Water molecules are charged and bi-polar. Near a strong charge, they’ll rotate their faces like a magnet to put their + end near a -, or—end near a +. Alternatively phrased: charged molecules are usually hydrophilic and drawn to water molecules (more like water-molecules are drawn to them… but same difference), while large non-charged molecules (ex: the main-body of fats and oils) are hydrophobic by comparison and tend to clump among themselves (something weak Van der Waals forces something).
(You know how oil and water self-assort, and don’t mix? It’s a lot like that.)
The membrane is charged on the surfaces (both inner and outer surface)**, but has a fatty, hydrophobic, neutrally-charged environment in its middle.
This alters the preferred/stable protein structure for the AAs in the (fatty, hydrophobic) threading-zone. In water, charged parts will tend to rotate outward. In neutrally charged hydrophobic environments, non-charged protein parts will try to face outward. While the charged AAs will… wish they had anywhere else to be; usually gravitating harder towards any water they can find, or to each other.
So, one of the standard protein-folding rules is inverted in the fatty-layer zone. Basically.
If you took them out of the embedded fat layer, they would literally flip (to the extent to which that was physically allowed), or that section would clump with the uncharged middle-portions of itself or other TM proteins.***
And since a sizable fraction of TM proteins are cross-membrane pores (transporting a specific molecule from one side of the membrane to the other), getting that cross-membrane portion accurately matters a LOT if you’re trying to understand function.
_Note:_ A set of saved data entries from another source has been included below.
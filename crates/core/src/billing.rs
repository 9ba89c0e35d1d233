//! Invoices and discount coupons.

use serde::{Deserialize, Serialize};

use crate::types::{EntityId, Money};

/// Invoice lifecycle label.
#[derive(Debug, Clone, Copy, PartialEq, Eq, Serialize, Deserialize)]
pub enum InvoiceStatus {
    Paid,
    Pending,
    Overdue,
    Draft,
}

/// A registered invoice. References the client by display name only;
/// there is no enforced link back to the client record.
#[derive(Debug, Clone, Serialize, Deserialize)]
#[serde(rename_all = "camelCase")]
pub struct Invoice {
    pub id: EntityId,
    pub client_name: String,
    pub amount: Money,
    pub date: String,
    pub status: InvoiceStatus,
}

/// Whether a coupon takes a percentage or a flat amount off.
#[derive(Debug, Clone, Copy, PartialEq, Eq, Serialize, Deserialize)]
pub enum DiscountType {
    Percentage,
    Fixed,
}

/// A discount code. The code itself is the identity; deletes address it
/// by code, not by a separate id.
#[derive(Debug, Clone, Serialize, Deserialize)]
#[serde(rename_all = "camelCase")]
pub struct Coupon {
    pub code: String,
    pub discount_type: DiscountType,
    pub value: Money,
    pub expiry: String,
}
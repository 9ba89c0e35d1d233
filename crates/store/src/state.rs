//! The application-state container.

use lenscraft_core::auth::SessionUser;
use lenscraft_core::billing::{Coupon, Invoice};
use lenscraft_core::catalog::ServiceItem;
use lenscraft_core::client::Client;
use lenscraft_core::log::SystemLog;
use lenscraft_core::project::Project;
use lenscraft_core::quotation::Quotation;
use lenscraft_core::resources::{Asset, Freelancer};

use crate::fixtures;

/// Every entity collection plus the auth session.
///
/// Collections are plain vectors mutated in place by the reducer; each is
/// persisted as one JSON snapshot under its own key.
#[derive(Debug, Clone, Default)]
pub struct AppState {
    pub clients: Vec<Client>,
    pub projects: Vec<Project>,
    pub contractors: Vec<Freelancer>,
    pub assets: Vec<Asset>,
    pub invoices: Vec<Invoice>,
    pub services: Vec<ServiceItem>,
    pub quotations: Vec<Quotation>,
    pub coupons: Vec<Coupon>,
    pub logs: Vec<SystemLog>,
    pub session: Option<SessionUser>,
}

impl AppState {
    /// Fresh state populated from the bundled fixtures, logged out.
    pub fn seeded() -> Self {
        Self {
            clients: fixtures::clients(),
            projects: fixtures::projects(),
            contractors: fixtures::freelancers(),
            assets: fixtures::assets(),
            invoices: fixtures::invoices(),
            services: fixtures::services(),
            quotations: fixtures::quotations(),
            coupons: fixtures::coupons(),
            logs: Vec::new(),
            session: None,
        }
    }
}

#[cfg(test)]
mod tests {
    use super::*;

    #[test]
    fn seeded_state_matches_fixture_counts() {
        let state = AppState::seeded();
        assert_eq!(state.clients.len(), 2);
        assert_eq!(state.projects.len(), 1);
        assert_eq!(state.contractors.len(), 4);
        assert_eq!(state.assets.len(), 5);
        assert_eq!(state.services.len(), 3);
        assert_eq!(state.quotations.len(), 2);
        assert_eq!(state.coupons.len(), 2);
        assert!(state.logs.is_empty());
        assert!(state.session.is_none());
    }
}
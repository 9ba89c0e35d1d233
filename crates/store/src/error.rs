//! Store and snapshot error types.

/// Failures from a [`crate::SnapshotStore`] implementation.
#[derive(Debug, thiserror::Error)]
pub enum SnapshotError {
    #[error("Snapshot I/O error: {0}")]
    Io(#[from] std::io::Error),
}

/// Failures surfaced by [`crate::Store`] operations.
#[derive(Debug, thiserror::Error)]
pub enum StoreError {
    #[error(transparent)]
    Snapshot(#[from] SnapshotError),

    #[error(transparent)]
    Core(#[from] lenscraft_core::error::CoreError),

    #[error("Snapshot payload for '{key}' is not valid JSON: {source}")]
    Corrupt {
        key: &'static str,
        #[source]
        source: serde_json::Error,
    },

    #[error("Failed to serialize collection '{key}': {source}")]
    Serialize {
        key: &'static str,
        #[source]
        source: serde_json::Error,
    },
}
* For once-through proteins, there’s even a specialized trans-membrane starter-peptide-sequence “needle” that can tell the cell it’s a TM protein in the first place. It’s the first thing to get threaded through, and gets cut off after its job is done. See: Signal Peptide.
** Membrane is a “lipid bi-layer” technically; it’s like a “charged-end—fat & fat—charged-end” sandwich
*** Side-note: TM proteins float around in the membrane like rafts. It’s pretty cool.
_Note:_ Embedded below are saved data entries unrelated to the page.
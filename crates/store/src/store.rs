//! The store: state + snapshots + hooks.

use serde::de::DeserializeOwned;
use serde::Serialize;

use lenscraft_core::auth::{self, SessionUser};

use crate::action::{Action, Collection};
use crate::error::StoreError;
use crate::fixtures;
use crate::hooks::MutationHook;
use crate::reducer::reduce;
use crate::snapshot::SnapshotStore;
use crate::state::AppState;

/// Owns the application state and keeps it mirrored to a
/// [`SnapshotStore`] on every change.
pub struct Store {
    state: AppState,
    snapshots: Box<dyn SnapshotStore>,
    hooks: Vec<Box<dyn MutationHook>>,
}

impl std::fmt::Debug for Store {
    fn fmt(&self, f: &mut std::fmt::Formatter<'_>) -> std::fmt::Result {
        f.debug_struct("Store")
            .field("state", &self.state)
            .finish_non_exhaustive()
    }
}

fn read_collection<T: DeserializeOwned>(
    snapshots: &dyn SnapshotStore,
    collection: Collection,
    fallback: impl FnOnce() -> Vec<T>,
) -> Result<Vec<T>, StoreError> {
    let key = collection.key();
    match snapshots.get(key)? {
        Some(payload) => {
            serde_json::from_str(&payload).map_err(|source| StoreError::Corrupt { key, source })
        }
        None => Ok(fallback()),
    }
}

impl Store {
    /// Restore state from the snapshot store, falling back to the
    /// bundled fixtures for any absent collection. The session restores
    /// to logged-out when its key is missing.
    pub fn load(snapshots: Box<dyn SnapshotStore>) -> Result<Self, StoreError> {
        let session = match snapshots.get(Collection::Session.key())? {
            Some(payload) => Some(
                serde_json::from_str::<SessionUser>(&payload).map_err(|source| {
                    StoreError::Corrupt {
                        key: Collection::Session.key(),
                        source,
                    }
                })?,
            ),
            None => None,
        };

        let state = AppState {
            clients: read_collection(snapshots.as_ref(), Collection::Clients, fixtures::clients)?,
            projects: read_collection(snapshots.as_ref(), Collection::Projects, fixtures::projects)?,
            contractors: read_collection(
                snapshots.as_ref(),
                Collection::Contractors,
                fixtures::freelancers,
            )?,
            assets: read_collection(snapshots.as_ref(), Collection::Assets, fixtures::assets)?,
            invoices: read_collection(snapshots.as_ref(), Collection::Invoices, fixtures::invoices)?,
            services: read_collection(snapshots.as_ref(), Collection::Services, fixtures::services)?,
            quotations: read_collection(
                snapshots.as_ref(),
                Collection::Quotations,
                fixtures::quotations,
            )?,
            coupons: read_collection(snapshots.as_ref(), Collection::Coupons, fixtures::coupons)?,
            logs: read_collection(snapshots.as_ref(), Collection::Logs, Vec::new)?,
            session,
        };

        Ok(Self {
            state,
            snapshots,
            hooks: Vec::new(),
        })
    }

    /// Current state, read-only. All mutation goes through [`dispatch`](Self::dispatch).
    pub fn state(&self) -> &AppState {
        &self.state
    }

    /// Register a mutation observer.
    pub fn add_hook(&mut self, hook: Box<dyn MutationHook>) {
        self.hooks.push(hook);
    }

    /// Apply an action, persist every collection it touched, and notify
    /// hooks. Returns whether anything changed.
    pub fn dispatch(&mut self, action: Action) -> Result<bool, StoreError> {
        let changed = reduce(&mut self.state, &action);
        if changed.is_empty() {
            tracing::debug!(action = action.kind(), "dispatch was a no-op");
            return Ok(false);
        }

        for collection in &changed {
            self.persist(*collection)?;
        }
        tracing::debug!(
            action = action.kind(),
            collections = changed.len(),
            "dispatched"
        );

        for hook in &self.hooks {
            hook.on_mutation(&action, &self.state);
        }
        Ok(true)
    }

    /// Authenticate against the fixed allow-list and open a session.
    pub fn login(&mut self, username: &str, password: &str) -> Result<SessionUser, StoreError> {
        let user = auth::authenticate(&fixtures::allow_list(), username, password)?;
        self.dispatch(Action::LoggedIn(user.clone()))?;
        Ok(user)
    }

    /// Close the session. The session key is deleted, not nulled.
    pub fn logout(&mut self) -> Result<(), StoreError> {
        self.dispatch(Action::LoggedOut)?;
        Ok(())
    }

    fn persist(&self, collection: Collection) -> Result<(), StoreError> {
        let key = collection.key();
        match collection {
            Collection::Clients => self.write(key, &self.state.clients),
            Collection::Projects => self.write(key, &self.state.projects),
            Collection::Contractors => self.write(key, &self.state.contractors),
            Collection::Assets => self.write(key, &self.state.assets),
            Collection::Invoices => self.write(key, &self.state.invoices),
            Collection::Services => self.write(key, &self.state.services),
            Collection::Quotations => self.write(key, &self.state.quotations),
            Collection::Coupons => self.write(key, &self.state.coupons),
            Collection::Logs => self.write(key, &self.state.logs),
            Collection::Session => match &self.state.session {
                Some(user) => self.write(key, user),
                None => Ok(self.snapshots.delete(key)?),
            },
        }
    }

    fn write<T: Serialize>(&self, key: &'static str, value: &T) -> Result<(), StoreError> {
        let payload =
            serde_json::to_string(value).map_err(|source| StoreError::Serialize { key, source })?;
        self.snapshots.put(key, &payload)?;
        Ok(())
    }
}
I’m not a comp bio expert, but the core of @johnswentworth’s argument seems to be that “protein shape tells us very little about [protein reactions] without extensive additional simulation”, and “the simulation is expensive in much the same way as the folding problem itself.”
Both true as far as I understand, but that doesn’t mean those problems are intractable, any more than protein folding itself was intractable.
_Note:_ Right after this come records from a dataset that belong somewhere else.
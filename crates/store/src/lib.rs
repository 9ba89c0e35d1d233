//! Lenscraft application state.
//!
//! This crate is the single place state lives and changes:
//!
//! - [`AppState`]: every entity collection plus the auth session.
//! - [`Action`]: the typed mutation vocabulary.
//! - [`reduce`]: the pure `(state, action)` transform.
//! - [`SnapshotStore`]: the key-value persistence seam, with in-memory
//!   and directory-backed implementations.
//! - [`Store`]: glue: dispatch an action, persist what changed, fire
//!   the registered [`MutationHook`]s.
//!
//! Persistence is whole-collection snapshotting on every change,
//! last-write-wins. Collections restore from their snapshot keys at
//! load time and fall back to the bundled [`fixtures`] when absent.

pub mod action;
pub mod error;
pub mod fixtures;
pub mod hooks;
pub mod reducer;
pub mod snapshot;
pub mod state;
pub mod store;

pub use action::{Action, Collection};
pub use error::{SnapshotError, StoreError};
pub use hooks::{MutationHook, TracingHook};
pub use reducer::reduce;
pub use snapshot::{DirSnapshotStore, MemorySnapshotStore, SnapshotStore};
pub use state::AppState;
pub use store::Store;
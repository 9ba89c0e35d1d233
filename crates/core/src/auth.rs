//! Authentication gate.
//!
//! Credentials are checked by exact match against a fixed in-memory
//! allow-list. There is no hashing, lockout, or session expiry; this is
//! a single-tenant gate, not account infrastructure. Unknown usernames
//! and wrong passwords fail identically so the response never confirms
//! which usernames exist.

use serde::{Deserialize, Serialize};

use crate::error::CoreError;

/// One allow-list entry.
#[derive(Debug, Clone, Serialize, Deserialize)]
pub struct Credential {
    pub username: String,
    pub password: String,
    pub name: String,
    pub role: String,
}

/// The record handed back on a successful login and persisted as the
/// session snapshot. Never carries the password.
#[derive(Debug, Clone, PartialEq, Eq, Serialize, Deserialize)]
pub struct SessionUser {
    pub username: String,
    pub name: String,
    pub role: String,
}

/// The single message every authentication failure produces.
pub const INVALID_CREDENTIALS: &str = "invalid credentials";

/// Check a username/password pair against the allow-list.
pub fn authenticate(
    allow_list: &[Credential],
    username: &str,
    password: &str,
) -> Result<SessionUser, CoreError> {
    allow_list
        .iter()
        .find(|entry| entry.username == username && entry.password == password)
        .map(|entry| SessionUser {
            username: entry.username.clone(),
            name: entry.name.clone(),
            role: entry.role.clone(),
        })
        .ok_or_else(|| CoreError::Unauthorized(INVALID_CREDENTIALS.to_string()))
}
So I think you can argue “this doesn’t immediately lead to massive practical applications, there are more hard problems to solve”, but not “this isn’t a big deal and doesn’t really matter” in the long run.
I agree with this answer—it is still likely to be a useful component in a simulation pipeline in the long run, but it’s probably not going to revolutionize things as a standalone tool in the short run.
When you remove membrane proteins from the membrane without great care, they tend to either aggregate into amorphous hydrophobic goo which is impossible to measure well, or take on a shape that is not the shape they ordinarily take in this new different context.
I would also love your take on his opinion!